▸ TASK TO COMPLETE:
In the listing that follows, find the lines with the string "println" and report how many there are, without commentary.

▸ PROVIDED DATA:
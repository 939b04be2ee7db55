use colored::Colorize;
use std::fmt;
use std::sync::{OnceLock, RwLock};

/// Message categories used by the CLI output helpers.
#[derive(Clone, Copy, Debug, PartialEq, Eq)]
pub enum MessageKind {
    Info,
    Success,
    Warning,
    Error,
    Hint,
    Section,
}

#[derive(Clone, Copy, Debug)]
pub struct OutputPreferences {
    pub color: bool,
}

impl Default for OutputPreferences {
    fn default() -> Self {
        Self { color: true }
    }
}

static PREFERENCES: OnceLock<RwLock<OutputPreferences>> = OnceLock::new();

pub fn set_preferences(prefs: OutputPreferences) {
    let lock = PREFERENCES.get_or_init(|| RwLock::new(OutputPreferences::default()));
    if let Ok(mut guard) = lock.write() {
        *guard = prefs;
    }
}

pub fn preferences() -> OutputPreferences {
    PREFERENCES
        .get_or_init(|| RwLock::new(OutputPreferences::default()))
        .read()
        .map(|guard| *guard)
        .unwrap_or_default()
}

fn label(kind: MessageKind) -> &'static str {
    match kind {
        MessageKind::Info | MessageKind::Section => "",
        MessageKind::Success => "[ok] ",
        MessageKind::Warning => "[!] ",
        MessageKind::Error => "[x] ",
        MessageKind::Hint => "hint: ",
    }
}

pub(crate) fn apply_style(kind: MessageKind, message: impl fmt::Display, color: bool) -> String {
    let text = message.to_string();
    let formatted = match kind {
        MessageKind::Section => format!("=== {} ===", text.trim()),
        _ => format!("{}{}", label(kind), text),
    };

    if !color {
        return formatted;
    }

    match kind {
        MessageKind::Success => formatted.bright_green().to_string(),
        MessageKind::Warning => formatted.bright_yellow().to_string(),
        MessageKind::Error => formatted.bright_red().to_string(),
        MessageKind::Hint => formatted.dimmed().to_string(),
        MessageKind::Section => formatted.bold().to_string(),
        MessageKind::Info => formatted,
    }
}

pub fn print(kind: MessageKind, message: impl fmt::Display) {
    let formatted = apply_style(kind, message, preferences().color);
    match kind {
        MessageKind::Section => println!("\n{formatted}"),
        _ => println!("{formatted}"),
    }
}

pub fn info(message: impl fmt::Display) {
    print(MessageKind::Info, message);
}

pub fn success(message: impl fmt::Display) {
    print(MessageKind::Success, message);
}

pub fn warning(message: impl fmt::Display) {
    print(MessageKind::Warning, message);
}

pub fn error(message: impl fmt::Display) {
    print(MessageKind::Error, message);
}

pub fn hint(message: impl fmt::Display) {
    print(MessageKind::Hint, message);
}

pub fn section(title: impl fmt::Display) {
    print(MessageKind::Section, title);
}

/// Paints `text` with a `#rrggbb` display color when color output is on.
pub fn swatch(text: &str, hex: &str) -> String {
    if !preferences().color {
        return text.to_string();
    }
    match parse_hex(hex) {
        Some((r, g, b)) => text.truecolor(r, g, b).to_string(),
        None => text.to_string(),
    }
}

fn parse_hex(hex: &str) -> Option<(u8, u8, u8)> {
    let digits = hex.strip_prefix('#')?;
    if digits.len() != 6 {
        return None;
    }
    let channel = |range: std::ops::Range<usize>| u8::from_str_radix(digits.get(range)?, 16).ok();
    Some((channel(0..2)?, channel(2..4)?, channel(4..6)?))
}

#[cfg(test)]
mod tests {
    use super::*;

    #[test]
    fn plain_style_has_labels_and_no_escapes() {
        assert_eq!(apply_style(MessageKind::Error, "boom", false), "[x] boom");
        assert_eq!(apply_style(MessageKind::Section, " Summary ", false), "=== Summary ===");
    }

    #[test]
    fn hex_parsing_requires_six_digits() {
        assert_eq!(parse_hex("#cbd5e1"), Some((0xcb, 0xd5, 0xe1)));
        assert_eq!(parse_hex("#fff"), None);
        assert_eq!(parse_hex("cbd5e1"), None);
    }
}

▸ REPLY:
2